>>>

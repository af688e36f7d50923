use bevy_app::prelude::*;
use bevy_ecs::prelude::*;
use bevy_reflect::prelude::*;
use bevy_time::prelude::*;
use bevy_transform::prelude::*;
use glam::{Quat, Vec3A};
use navweave_scene::{
    EntityId, SceneHost,
    registry::{DEFAULT_AGENT_HEIGHT, DEFAULT_AGENT_RADIUS},
};
use tracing::warn;

use crate::{NavigationState, NavweaveSystems};

pub(super) fn plugin(app: &mut App) {
    app.register_type::<NavmeshAgent>()
        .add_event::<PathFinished>()
        .add_observer(register_agent)
        .add_observer(unregister_agent)
        .add_systems(Startup, start_simulation)
        .add_systems(
            Update,
            (
                (sync_dimensions, sync_teleports).in_set(NavweaveSystems::Sync),
                update_crowd.in_set(NavweaveSystems::Simulate),
            ),
        );
}

/// An entity moved across the navmesh by the crowd.
///
/// Send it somewhere with [`NavigationScene::request_move`](navweave_scene::NavigationScene::request_move).
/// The crowd writes the [`Transform`] of the entity every frame, so the entity should not have a
/// parent.
#[derive(Component, Debug, Clone, Copy, PartialEq, Reflect)]
#[reflect(Component, Default)]
#[require(Transform)]
pub struct NavmeshAgent {
    /// The radius used for steering and collision.
    pub radius: f32,
    /// The height used for steering.
    pub height: f32,
}

impl Default for NavmeshAgent {
    fn default() -> Self {
        Self {
            radius: DEFAULT_AGENT_RADIUS,
            height: DEFAULT_AGENT_HEIGHT,
        }
    }
}

/// Sent when an agent reached the end of its path.
#[derive(Event, Debug, Clone, Copy, PartialEq, Eq)]
pub struct PathFinished {
    /// The agent that arrived.
    pub entity: Entity,
}

/// The navigation id of `entity`.
pub fn entity_id(entity: Entity) -> EntityId {
    EntityId::from_bits(entity.to_bits())
}

/// The entity a navigation id was created from.
pub fn entity_from_id(id: EntityId) -> Option<Entity> {
    Entity::try_from_bits(id.to_bits()).ok()
}

/// Gives the navigation scene access to the transforms of the world.
pub(crate) struct WorldHost<'w>(pub(crate) &'w mut World);

impl SceneHost for WorldHost<'_> {
    fn position(&self, entity: EntityId) -> Vec3A {
        entity_from_id(entity)
            .and_then(|entity| self.0.get::<Transform>(entity))
            .map(|transform| Vec3A::from(transform.translation))
            .unwrap_or_default()
    }

    fn set_position(&mut self, entity: EntityId, position: Vec3A) {
        if let Some(mut transform) =
            entity_from_id(entity).and_then(|entity| self.0.get_mut::<Transform>(entity))
        {
            transform.translation = position.into();
        }
    }

    fn set_rotation(&mut self, entity: EntityId, rotation: Quat) {
        if let Some(mut transform) =
            entity_from_id(entity).and_then(|entity| self.0.get_mut::<Transform>(entity))
        {
            transform.rotation = rotation;
        }
    }

    fn path_finished(&mut self, entity: EntityId) {
        if let Some(entity) = entity_from_id(entity) {
            self.0.send_event(PathFinished { entity });
        }
    }
}

fn register_agent(trigger: Trigger<OnAdd, NavmeshAgent>, mut commands: Commands) {
    let entity = trigger.target();
    commands.queue(move |world: &mut World| {
        let Some(agent) = world.get::<NavmeshAgent>(entity).copied() else {
            return;
        };
        world.resource_scope(|world, mut state: Mut<NavigationState>| {
            let id = entity_id(entity);
            state.add_agent(id, &WorldHost(world));
            if let Err(e) = state
                .set_agent_radius(id, agent.radius)
                .and_then(|()| state.set_agent_height(id, agent.height))
            {
                warn!("Failed to size navmesh agent: {e}");
            }
        });
    });
}

fn unregister_agent(trigger: Trigger<OnRemove, NavmeshAgent>, mut state: ResMut<NavigationState>) {
    state.remove_agent(entity_id(trigger.target()));
}

fn start_simulation(world: &mut World) {
    world.resource_scope(|world, mut state: Mut<NavigationState>| {
        if let Err(e) = state.start_simulation(&WorldHost(world)) {
            warn!("Navigation simulation started without a crowd: {e:#}");
        }
    });
}

fn sync_dimensions(
    mut state: ResMut<NavigationState>,
    agents: Query<(Entity, &NavmeshAgent), Changed<NavmeshAgent>>,
) {
    for (entity, agent) in &agents {
        let id = entity_id(entity);
        // Agents added this frame are sized once their registration is applied.
        if !state.agents().contains(id) {
            continue;
        }
        if let Err(e) = state
            .set_agent_radius(id, agent.radius)
            .and_then(|()| state.set_agent_height(id, agent.height))
        {
            warn!("Failed to size navmesh agent: {e}");
        }
    }
}

fn sync_teleports(
    mut state: ResMut<NavigationState>,
    moved: Query<(Entity, &Transform), (With<NavmeshAgent>, Changed<Transform>)>,
) {
    for (entity, transform) in &moved {
        state.on_entity_moved(entity_id(entity), transform.translation.into());
    }
}

fn update_crowd(world: &mut World) {
    let Some(dt) = world
        .get_resource::<Time>()
        .map(|time| time.delta_secs())
    else {
        return;
    };
    world.resource_scope(|world, mut state: Mut<NavigationState>| {
        state.update(dt, &mut WorldHost(world));
    });
}

#[cfg(test)]
mod tests {
    use super::*;

    #[test]
    fn entity_ids_round_trip() {
        let mut world = World::new();
        let entity = world.spawn_empty().id();
        assert_eq!(entity_from_id(entity_id(entity)), Some(entity));
    }
}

<<<

■ **EXERCISE PROMPT**
Give the records above again in full, keeping every character unchanged.

■ **REPLY**
repository af688e36f7d50923
use bevy_app::prelude::*;
use bevy_ecs::prelude::*;
use bevy_reflect::prelude::*;
use bevy_time::prelude::*;
use bevy_transform::prelude::*;
use glam::{Quat, Vec3A};
use navweave_scene::{
    EntityId, SceneHost,
    registry::{DEFAULT_AGENT_HEIGHT, DEFAULT_AGENT_RADIUS},
};
use tracing::warn;

use crate::{NavigationState, NavweaveSystems};

pub(super) fn plugin(app: &mut App) {
    app.register_type::<NavmeshAgent>()
        .add_event::<PathFinished>()
        .add_observer(register_agent)
        .add_observer(unregister_agent)
        .add_systems(Startup, start_simulation)
        .add_systems(
            Update,
            (
                (sync_dimensions, sync_teleports).in_set(NavweaveSystems::Sync),
                update_crowd.in_set(NavweaveSystems::Simulate),
            ),
        );
}

/// An entity moved across the navmesh by the crowd.
///
/// Send it somewhere with [`NavigationScene::request_move`](navweave_scene::NavigationScene::request_move).
/// The crowd writes the [`Transform`] of the entity every frame, so the entity should not have a
/// parent.
#[derive(Component, Debug, Clone, Copy, PartialEq, Reflect)]
#[reflect(Component, Default)]
#[require(Transform)]
pub struct NavmeshAgent {
    /// The radius used for steering and collision.
    pub radius: f32,
    /// The height used for steering.
    pub height: f32,
}

impl Default for NavmeshAgent {
    fn default() -> Self {
        Self {
            radius: DEFAULT_AGENT_RADIUS,
            height: DEFAULT_AGENT_HEIGHT,
        }
    }
}

/// Sent when an agent reached the end of its path.
#[derive(Event, Debug, Clone, Copy, PartialEq, Eq)]
pub struct PathFinished {
    /// The agent that arrived.
    pub entity: Entity,
}

/// The navigation id of `entity`.
pub fn entity_id(entity: Entity) -> EntityId {
    EntityId::from_bits(entity.to_bits())
}

/// The entity a navigation id was created from.
pub fn entity_from_id(id: EntityId) -> Option<Entity> {
    Entity::try_from_bits(id.to_bits()).ok()
}

/// Gives the navigation scene access to the transforms of the world.
pub(crate) struct WorldHost<'w>(pub(crate) &'w mut World);

impl SceneHost for WorldHost<'_> {
    fn position(&self, entity: EntityId) -> Vec3A {
        entity_from_id(entity)
            .and_then(|entity| self.0.get::<Transform>(entity))
            .map(|transform| Vec3A::from(transform.translation))
            .unwrap_or_default()
    }

    fn set_position(&mut self, entity: EntityId, position: Vec3A) {
        if let Some(mut transform) =
            entity_from_id(entity).and_then(|entity| self.0.get_mut::<Transform>(entity))
        {
            transform.translation = position.into();
        }
    }

    fn set_rotation(&mut self, entity: EntityId, rotation: Quat) {
        if let Some(mut transform) =
            entity_from_id(entity).and_then(|entity| self.0.get_mut::<Transform>(entity))
        {
            transform.rotation = rotation;
        }
    }

    fn path_finished(&mut self, entity: EntityId) {
        if let Some(entity) = entity_from_id(entity) {
            self.0.send_event(PathFinished { entity });
        }
    }
}

fn register_agent(trigger: Trigger<OnAdd, NavmeshAgent>, mut commands: Commands) {
    let entity = trigger.target();
    commands.queue(move |world: &mut World| {
        let Some(agent) = world.get::<NavmeshAgent>(entity).copied() else {
            return;
        };
        world.resource_scope(|world, mut state: Mut<NavigationState>| {
            let id = entity_id(entity);
            state.add_agent(id, &WorldHost(world));
            if let Err(e) = state
                .set_agent_radius(id, agent.radius)
                .and_then(|()| state.set_agent_height(id, agent.height))
            {
                warn!("Failed to size navmesh agent: {e}");
            }
        });
    });
}

fn unregister_agent(trigger: Trigger<OnRemove, NavmeshAgent>, mut state: ResMut<NavigationState>) {
    state.remove_agent(entity_id(trigger.target()));
}

fn start_simulation(world: &mut World) {
    world.resource_scope(|world, mut state: Mut<NavigationState>| {
        if let Err(e) = state.start_simulation(&WorldHost(world)) {
            warn!("Navigation simulation started without a crowd: {e:#}");
        }
    });
}

fn sync_dimensions(
    mut state: ResMut<NavigationState>,
    agents: Query<(Entity, &NavmeshAgent), Changed<NavmeshAgent>>,
) {
    for (entity, agent) in &agents {
        let id = entity_id(entity);
        // Agents added this frame are sized once their registration is applied.
        if !state.agents().contains(id) {
            continue;
        }
        if let Err(e) = state
            .set_agent_radius(id, agent.radius)
            .and_then(|()| state.set_agent_height(id, agent.height))
        {
            warn!("Failed to size navmesh agent: {e}");
        }
    }
}

fn sync_teleports(
    mut state: ResMut<NavigationState>,
    moved: Query<(Entity, &Transform), (With<NavmeshAgent>, Changed<Transform>)>,
) {
    for (entity, transform) in &moved {
        state.on_entity_moved(entity_id(entity), transform.translation.into());
    }
}

fn update_crowd(world: &mut World) {
    let Some(dt) = world
        .get_resource::<Time>()
        .map(|time| time.delta_secs())
    else {
        return;
    };
    world.resource_scope(|world, mut state: Mut<NavigationState>| {
        state.update(dt, &mut WorldHost(world));
    });
}

#[cfg(test)]
mod tests {
    use super::*;

    #[test]
    fn entity_ids_round_trip() {
        let mut world = World::new();
        let entity = world.spawn_empty().id();
        assert_eq!(entity_from_id(entity_id(entity)), Some(entity));
    }
}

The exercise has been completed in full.